MATERIAL FOR THIS EXERCISE>
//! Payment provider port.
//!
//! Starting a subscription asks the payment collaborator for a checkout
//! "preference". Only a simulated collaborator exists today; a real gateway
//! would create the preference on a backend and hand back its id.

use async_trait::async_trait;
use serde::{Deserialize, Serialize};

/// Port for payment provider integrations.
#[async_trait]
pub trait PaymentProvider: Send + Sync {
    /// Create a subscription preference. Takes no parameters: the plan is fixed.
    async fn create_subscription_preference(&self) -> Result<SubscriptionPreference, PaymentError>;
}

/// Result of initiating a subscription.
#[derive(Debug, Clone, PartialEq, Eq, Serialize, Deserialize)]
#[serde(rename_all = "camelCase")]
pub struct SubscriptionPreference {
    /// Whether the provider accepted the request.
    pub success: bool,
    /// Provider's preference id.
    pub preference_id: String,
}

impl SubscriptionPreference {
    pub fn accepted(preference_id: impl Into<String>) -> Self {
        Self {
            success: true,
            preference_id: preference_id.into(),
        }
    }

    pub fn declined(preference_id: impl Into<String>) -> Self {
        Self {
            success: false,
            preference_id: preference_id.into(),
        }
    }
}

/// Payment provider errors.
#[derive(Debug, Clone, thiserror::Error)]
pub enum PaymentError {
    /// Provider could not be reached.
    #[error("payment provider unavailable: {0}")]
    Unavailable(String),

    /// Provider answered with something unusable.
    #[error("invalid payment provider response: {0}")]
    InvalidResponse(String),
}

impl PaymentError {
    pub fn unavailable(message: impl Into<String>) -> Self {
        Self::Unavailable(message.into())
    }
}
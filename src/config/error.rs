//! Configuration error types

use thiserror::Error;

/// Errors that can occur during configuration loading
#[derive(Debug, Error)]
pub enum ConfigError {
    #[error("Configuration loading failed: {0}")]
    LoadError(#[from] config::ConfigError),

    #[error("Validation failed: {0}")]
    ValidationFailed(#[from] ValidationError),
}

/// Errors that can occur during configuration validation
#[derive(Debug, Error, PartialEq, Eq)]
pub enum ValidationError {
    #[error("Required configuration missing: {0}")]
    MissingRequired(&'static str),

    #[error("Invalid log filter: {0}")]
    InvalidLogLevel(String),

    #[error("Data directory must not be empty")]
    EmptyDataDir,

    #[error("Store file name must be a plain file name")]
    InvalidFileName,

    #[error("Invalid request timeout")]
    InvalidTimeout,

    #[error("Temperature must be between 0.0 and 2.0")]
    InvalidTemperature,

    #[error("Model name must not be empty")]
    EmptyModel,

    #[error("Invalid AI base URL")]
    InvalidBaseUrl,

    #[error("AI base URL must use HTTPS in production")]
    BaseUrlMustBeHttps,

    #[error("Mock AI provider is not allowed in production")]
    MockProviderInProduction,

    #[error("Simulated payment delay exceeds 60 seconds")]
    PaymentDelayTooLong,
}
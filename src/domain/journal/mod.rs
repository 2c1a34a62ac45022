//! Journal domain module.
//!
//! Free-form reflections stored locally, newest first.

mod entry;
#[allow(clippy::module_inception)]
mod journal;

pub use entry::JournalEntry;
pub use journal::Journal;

WHAT THE TASK REQUIRES>
Look through the entries and find each line that has the string "loading". Copy those lines.

EXPECTED ANSWER>
/// Errors that can occur during configuration loading
    #[error("Configuration loading failed: {0}")]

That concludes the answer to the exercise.